*** Opening of Data to examine ***

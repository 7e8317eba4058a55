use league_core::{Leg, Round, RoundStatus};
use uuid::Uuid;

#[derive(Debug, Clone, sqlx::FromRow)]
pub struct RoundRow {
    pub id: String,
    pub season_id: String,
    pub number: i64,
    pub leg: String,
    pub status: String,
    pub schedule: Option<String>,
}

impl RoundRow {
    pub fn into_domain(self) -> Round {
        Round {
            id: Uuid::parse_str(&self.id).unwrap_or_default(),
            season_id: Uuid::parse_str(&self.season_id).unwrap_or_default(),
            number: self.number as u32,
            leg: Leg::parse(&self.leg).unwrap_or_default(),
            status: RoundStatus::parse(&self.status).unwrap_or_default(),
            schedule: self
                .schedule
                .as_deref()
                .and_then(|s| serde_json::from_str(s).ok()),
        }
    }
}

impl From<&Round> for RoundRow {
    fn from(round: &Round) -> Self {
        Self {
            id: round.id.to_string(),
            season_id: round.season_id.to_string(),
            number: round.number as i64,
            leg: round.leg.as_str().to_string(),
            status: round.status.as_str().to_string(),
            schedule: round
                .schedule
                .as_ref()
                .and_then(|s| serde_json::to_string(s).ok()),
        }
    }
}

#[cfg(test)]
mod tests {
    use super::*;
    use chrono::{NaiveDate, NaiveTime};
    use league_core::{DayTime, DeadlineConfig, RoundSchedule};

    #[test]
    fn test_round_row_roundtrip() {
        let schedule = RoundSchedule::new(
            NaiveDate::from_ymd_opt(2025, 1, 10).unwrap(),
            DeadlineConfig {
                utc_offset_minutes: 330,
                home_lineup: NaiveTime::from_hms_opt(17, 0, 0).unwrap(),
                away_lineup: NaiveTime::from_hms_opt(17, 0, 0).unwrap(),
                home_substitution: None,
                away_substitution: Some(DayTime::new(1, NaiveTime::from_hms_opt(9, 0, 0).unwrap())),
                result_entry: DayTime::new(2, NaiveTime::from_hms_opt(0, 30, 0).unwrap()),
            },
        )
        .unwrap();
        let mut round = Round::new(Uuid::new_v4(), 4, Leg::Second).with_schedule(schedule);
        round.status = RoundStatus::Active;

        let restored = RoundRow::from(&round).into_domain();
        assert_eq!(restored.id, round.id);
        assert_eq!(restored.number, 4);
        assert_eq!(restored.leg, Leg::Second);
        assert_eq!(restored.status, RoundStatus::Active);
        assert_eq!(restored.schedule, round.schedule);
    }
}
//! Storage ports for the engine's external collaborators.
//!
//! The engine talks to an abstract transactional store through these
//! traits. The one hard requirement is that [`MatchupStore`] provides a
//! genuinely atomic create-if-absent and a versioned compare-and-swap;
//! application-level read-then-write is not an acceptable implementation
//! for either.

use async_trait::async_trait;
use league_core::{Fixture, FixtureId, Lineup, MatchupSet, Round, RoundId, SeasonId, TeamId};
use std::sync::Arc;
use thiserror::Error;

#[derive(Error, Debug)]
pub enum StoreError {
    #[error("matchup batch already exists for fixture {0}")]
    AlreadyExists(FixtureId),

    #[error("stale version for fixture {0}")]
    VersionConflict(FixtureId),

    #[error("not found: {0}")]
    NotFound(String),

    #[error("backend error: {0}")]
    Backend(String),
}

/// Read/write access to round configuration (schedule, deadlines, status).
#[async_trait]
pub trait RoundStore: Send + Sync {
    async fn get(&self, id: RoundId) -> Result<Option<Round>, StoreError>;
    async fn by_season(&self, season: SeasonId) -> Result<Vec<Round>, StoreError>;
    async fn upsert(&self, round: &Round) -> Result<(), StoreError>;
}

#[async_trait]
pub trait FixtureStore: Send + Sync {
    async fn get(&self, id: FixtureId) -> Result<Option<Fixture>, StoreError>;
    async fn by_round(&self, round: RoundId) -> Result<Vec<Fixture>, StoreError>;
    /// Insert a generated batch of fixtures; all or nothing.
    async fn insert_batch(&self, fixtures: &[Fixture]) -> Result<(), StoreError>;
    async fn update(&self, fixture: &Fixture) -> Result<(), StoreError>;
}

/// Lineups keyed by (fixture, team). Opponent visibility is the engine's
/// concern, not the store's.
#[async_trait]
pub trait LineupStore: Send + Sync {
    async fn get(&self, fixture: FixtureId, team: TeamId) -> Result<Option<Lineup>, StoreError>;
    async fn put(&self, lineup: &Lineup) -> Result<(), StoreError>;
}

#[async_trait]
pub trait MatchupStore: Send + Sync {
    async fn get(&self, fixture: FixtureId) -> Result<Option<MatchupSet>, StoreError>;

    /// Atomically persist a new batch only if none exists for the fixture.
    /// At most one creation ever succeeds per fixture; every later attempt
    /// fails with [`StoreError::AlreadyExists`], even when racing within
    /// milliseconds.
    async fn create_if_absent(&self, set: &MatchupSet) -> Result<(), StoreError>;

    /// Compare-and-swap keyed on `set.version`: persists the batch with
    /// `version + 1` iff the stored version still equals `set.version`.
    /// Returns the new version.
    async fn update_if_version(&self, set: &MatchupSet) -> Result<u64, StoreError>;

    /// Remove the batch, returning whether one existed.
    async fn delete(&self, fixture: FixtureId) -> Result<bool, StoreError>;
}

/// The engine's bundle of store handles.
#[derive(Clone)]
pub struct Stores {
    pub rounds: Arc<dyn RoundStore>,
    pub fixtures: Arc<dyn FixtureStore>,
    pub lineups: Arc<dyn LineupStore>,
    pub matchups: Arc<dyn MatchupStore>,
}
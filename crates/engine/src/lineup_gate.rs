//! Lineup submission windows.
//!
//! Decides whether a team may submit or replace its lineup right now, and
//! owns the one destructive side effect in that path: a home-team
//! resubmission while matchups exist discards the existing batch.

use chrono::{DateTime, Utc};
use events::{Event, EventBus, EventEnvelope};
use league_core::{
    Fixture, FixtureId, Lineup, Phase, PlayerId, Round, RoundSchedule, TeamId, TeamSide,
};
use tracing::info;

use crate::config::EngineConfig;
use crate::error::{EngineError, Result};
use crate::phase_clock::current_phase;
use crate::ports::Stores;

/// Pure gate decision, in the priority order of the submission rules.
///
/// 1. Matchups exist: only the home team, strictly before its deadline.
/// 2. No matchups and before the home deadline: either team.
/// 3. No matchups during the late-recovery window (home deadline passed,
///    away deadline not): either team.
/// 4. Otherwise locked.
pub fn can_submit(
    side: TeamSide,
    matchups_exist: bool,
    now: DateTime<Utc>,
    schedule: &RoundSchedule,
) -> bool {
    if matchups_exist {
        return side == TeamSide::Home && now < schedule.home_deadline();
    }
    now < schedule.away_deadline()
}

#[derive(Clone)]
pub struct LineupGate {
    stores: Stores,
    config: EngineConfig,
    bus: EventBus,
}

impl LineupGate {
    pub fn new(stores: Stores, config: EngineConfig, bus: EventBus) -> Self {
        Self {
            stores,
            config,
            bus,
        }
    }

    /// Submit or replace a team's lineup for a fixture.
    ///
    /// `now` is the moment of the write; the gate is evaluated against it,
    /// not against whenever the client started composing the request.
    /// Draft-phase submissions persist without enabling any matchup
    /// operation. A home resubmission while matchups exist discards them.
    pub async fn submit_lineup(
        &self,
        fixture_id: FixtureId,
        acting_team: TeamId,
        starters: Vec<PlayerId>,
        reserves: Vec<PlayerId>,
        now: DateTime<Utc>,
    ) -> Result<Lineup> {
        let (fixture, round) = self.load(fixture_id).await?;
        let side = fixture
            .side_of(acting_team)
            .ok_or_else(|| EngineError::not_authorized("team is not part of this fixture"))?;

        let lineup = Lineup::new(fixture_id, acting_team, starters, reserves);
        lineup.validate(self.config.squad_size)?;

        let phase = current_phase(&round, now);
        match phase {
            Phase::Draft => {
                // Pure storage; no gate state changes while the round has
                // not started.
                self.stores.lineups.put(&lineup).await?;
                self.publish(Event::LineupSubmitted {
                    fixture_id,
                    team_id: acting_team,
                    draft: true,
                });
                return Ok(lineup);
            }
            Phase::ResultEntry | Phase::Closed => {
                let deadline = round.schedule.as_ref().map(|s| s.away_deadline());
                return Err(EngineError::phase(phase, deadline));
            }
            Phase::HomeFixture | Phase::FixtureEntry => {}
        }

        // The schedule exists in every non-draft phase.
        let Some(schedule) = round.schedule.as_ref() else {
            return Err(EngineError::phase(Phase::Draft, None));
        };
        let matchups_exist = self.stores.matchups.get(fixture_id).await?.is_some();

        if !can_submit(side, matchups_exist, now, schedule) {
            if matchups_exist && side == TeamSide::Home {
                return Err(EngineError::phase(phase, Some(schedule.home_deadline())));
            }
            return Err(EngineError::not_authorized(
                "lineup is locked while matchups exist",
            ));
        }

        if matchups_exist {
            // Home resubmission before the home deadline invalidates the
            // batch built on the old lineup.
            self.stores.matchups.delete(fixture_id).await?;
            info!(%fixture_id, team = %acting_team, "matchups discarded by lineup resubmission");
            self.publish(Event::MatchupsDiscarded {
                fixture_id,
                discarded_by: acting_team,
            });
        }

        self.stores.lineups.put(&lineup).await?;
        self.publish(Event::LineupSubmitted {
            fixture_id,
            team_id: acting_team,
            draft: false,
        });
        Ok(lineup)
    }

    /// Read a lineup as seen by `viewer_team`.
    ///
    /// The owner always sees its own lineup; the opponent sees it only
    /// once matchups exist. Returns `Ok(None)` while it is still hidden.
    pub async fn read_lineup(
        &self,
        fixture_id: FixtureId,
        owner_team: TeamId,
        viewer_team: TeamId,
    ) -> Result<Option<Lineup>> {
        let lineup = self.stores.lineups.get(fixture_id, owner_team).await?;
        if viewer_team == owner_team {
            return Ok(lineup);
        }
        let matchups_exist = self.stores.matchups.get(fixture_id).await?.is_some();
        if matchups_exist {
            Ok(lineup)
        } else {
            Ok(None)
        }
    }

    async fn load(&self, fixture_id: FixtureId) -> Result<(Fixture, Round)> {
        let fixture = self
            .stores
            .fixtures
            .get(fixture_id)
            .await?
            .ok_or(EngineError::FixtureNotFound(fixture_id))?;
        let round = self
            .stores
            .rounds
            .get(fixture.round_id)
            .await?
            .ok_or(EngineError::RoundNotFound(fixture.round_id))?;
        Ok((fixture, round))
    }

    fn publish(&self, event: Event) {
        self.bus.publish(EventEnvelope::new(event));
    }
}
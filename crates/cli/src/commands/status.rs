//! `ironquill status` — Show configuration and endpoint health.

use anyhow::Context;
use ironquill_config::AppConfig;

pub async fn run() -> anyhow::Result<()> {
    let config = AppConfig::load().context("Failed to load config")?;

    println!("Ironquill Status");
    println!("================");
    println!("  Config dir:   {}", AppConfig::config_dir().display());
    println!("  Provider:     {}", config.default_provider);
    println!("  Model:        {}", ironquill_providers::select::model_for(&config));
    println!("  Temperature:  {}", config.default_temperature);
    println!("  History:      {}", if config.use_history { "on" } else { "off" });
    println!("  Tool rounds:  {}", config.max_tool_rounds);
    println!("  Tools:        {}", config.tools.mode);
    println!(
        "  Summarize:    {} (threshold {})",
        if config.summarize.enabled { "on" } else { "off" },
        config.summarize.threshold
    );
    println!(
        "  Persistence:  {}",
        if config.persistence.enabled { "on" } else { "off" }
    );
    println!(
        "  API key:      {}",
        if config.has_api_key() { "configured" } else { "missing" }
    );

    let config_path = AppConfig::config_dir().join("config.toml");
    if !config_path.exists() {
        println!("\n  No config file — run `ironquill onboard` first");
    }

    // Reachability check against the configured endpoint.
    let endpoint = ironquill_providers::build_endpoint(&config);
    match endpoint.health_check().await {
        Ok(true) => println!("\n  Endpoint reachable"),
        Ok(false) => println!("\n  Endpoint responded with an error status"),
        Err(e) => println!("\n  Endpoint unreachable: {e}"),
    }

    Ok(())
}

*** Close of Data to examine ***
*** Opening of Data to examine ***

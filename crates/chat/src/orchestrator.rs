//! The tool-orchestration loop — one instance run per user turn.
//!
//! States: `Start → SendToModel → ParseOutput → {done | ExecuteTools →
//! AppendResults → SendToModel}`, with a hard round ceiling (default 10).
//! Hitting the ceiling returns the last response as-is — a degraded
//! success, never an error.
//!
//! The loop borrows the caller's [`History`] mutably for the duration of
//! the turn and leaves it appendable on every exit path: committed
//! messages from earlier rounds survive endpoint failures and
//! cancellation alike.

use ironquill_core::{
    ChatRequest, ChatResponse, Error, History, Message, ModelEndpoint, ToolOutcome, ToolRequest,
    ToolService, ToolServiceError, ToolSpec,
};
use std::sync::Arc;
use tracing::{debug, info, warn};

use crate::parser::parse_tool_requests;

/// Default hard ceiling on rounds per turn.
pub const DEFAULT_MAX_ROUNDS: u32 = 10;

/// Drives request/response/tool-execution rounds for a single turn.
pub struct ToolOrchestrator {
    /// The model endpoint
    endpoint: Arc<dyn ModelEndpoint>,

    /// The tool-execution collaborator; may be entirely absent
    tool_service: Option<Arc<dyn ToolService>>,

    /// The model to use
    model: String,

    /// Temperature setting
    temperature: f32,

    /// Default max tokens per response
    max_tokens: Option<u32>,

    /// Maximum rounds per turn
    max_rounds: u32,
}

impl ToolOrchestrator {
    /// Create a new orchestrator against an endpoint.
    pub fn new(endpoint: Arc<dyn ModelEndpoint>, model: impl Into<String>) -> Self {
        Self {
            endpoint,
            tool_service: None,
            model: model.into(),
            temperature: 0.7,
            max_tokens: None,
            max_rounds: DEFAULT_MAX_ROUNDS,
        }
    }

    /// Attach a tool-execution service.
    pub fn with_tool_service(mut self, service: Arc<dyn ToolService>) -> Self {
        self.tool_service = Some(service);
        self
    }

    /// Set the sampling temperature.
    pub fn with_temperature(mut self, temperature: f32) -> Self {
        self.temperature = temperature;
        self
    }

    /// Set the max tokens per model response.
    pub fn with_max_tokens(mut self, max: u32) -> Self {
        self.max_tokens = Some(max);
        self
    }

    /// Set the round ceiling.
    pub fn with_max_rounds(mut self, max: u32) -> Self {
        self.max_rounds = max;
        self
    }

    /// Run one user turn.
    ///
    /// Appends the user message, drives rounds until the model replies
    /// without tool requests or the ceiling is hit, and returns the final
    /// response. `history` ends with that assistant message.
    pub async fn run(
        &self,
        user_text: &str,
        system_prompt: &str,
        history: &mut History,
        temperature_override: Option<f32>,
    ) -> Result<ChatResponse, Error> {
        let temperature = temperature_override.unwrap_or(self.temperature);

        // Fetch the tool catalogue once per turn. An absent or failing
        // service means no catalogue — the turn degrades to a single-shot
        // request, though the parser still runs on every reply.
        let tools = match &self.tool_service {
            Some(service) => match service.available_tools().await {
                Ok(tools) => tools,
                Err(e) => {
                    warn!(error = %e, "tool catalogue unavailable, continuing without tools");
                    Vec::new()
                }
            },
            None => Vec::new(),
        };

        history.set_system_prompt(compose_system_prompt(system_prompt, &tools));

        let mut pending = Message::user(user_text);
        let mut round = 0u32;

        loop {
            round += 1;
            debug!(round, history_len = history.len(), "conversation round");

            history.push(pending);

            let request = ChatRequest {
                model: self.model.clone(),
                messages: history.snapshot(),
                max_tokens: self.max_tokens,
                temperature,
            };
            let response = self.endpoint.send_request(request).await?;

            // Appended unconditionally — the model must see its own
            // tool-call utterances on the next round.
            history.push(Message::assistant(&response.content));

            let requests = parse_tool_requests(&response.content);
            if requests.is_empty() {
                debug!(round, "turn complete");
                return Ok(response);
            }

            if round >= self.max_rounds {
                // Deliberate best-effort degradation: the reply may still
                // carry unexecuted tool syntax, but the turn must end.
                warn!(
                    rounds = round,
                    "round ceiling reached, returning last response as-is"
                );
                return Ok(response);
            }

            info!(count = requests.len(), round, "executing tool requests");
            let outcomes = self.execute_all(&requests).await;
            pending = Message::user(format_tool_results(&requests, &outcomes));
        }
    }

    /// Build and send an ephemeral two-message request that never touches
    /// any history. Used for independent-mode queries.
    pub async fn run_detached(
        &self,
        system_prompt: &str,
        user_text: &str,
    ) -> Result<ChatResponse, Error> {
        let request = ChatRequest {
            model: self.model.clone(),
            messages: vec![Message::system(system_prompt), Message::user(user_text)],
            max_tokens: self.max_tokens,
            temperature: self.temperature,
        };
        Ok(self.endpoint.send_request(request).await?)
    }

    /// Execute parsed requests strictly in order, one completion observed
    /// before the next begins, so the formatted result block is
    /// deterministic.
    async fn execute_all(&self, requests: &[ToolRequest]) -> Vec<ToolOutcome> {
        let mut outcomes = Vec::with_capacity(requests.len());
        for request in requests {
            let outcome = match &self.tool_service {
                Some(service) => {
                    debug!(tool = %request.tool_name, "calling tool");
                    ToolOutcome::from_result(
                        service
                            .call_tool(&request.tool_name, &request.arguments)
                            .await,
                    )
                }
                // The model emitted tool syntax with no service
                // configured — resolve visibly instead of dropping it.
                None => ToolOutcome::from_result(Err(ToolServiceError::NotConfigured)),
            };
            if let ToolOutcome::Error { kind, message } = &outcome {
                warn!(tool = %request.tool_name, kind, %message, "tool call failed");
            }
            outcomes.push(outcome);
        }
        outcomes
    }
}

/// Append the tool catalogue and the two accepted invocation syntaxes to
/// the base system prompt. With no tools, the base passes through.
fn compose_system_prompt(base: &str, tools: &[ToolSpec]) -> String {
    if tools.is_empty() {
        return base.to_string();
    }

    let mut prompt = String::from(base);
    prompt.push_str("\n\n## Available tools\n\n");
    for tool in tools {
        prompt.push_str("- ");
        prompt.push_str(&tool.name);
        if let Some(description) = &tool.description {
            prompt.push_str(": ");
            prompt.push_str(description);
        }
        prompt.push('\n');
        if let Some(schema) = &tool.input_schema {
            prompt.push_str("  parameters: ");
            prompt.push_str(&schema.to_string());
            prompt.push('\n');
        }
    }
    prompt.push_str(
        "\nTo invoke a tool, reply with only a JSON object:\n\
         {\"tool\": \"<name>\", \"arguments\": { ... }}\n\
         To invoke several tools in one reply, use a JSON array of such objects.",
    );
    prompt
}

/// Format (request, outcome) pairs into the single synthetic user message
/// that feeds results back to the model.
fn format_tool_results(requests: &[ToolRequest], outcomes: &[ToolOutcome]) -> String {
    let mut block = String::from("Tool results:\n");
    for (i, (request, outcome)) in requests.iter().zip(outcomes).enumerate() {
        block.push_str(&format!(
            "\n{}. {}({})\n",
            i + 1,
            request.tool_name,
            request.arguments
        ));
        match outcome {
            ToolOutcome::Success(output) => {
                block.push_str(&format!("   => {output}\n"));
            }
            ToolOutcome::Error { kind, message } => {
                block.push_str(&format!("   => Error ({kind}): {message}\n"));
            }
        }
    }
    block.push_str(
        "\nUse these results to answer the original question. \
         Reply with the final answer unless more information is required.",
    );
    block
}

*** Close of Data to examine ***

◆ **Problem statement**: Please count the lines of the material above that contain "true", and give only the number.

◆ **Response for this exercise**: 2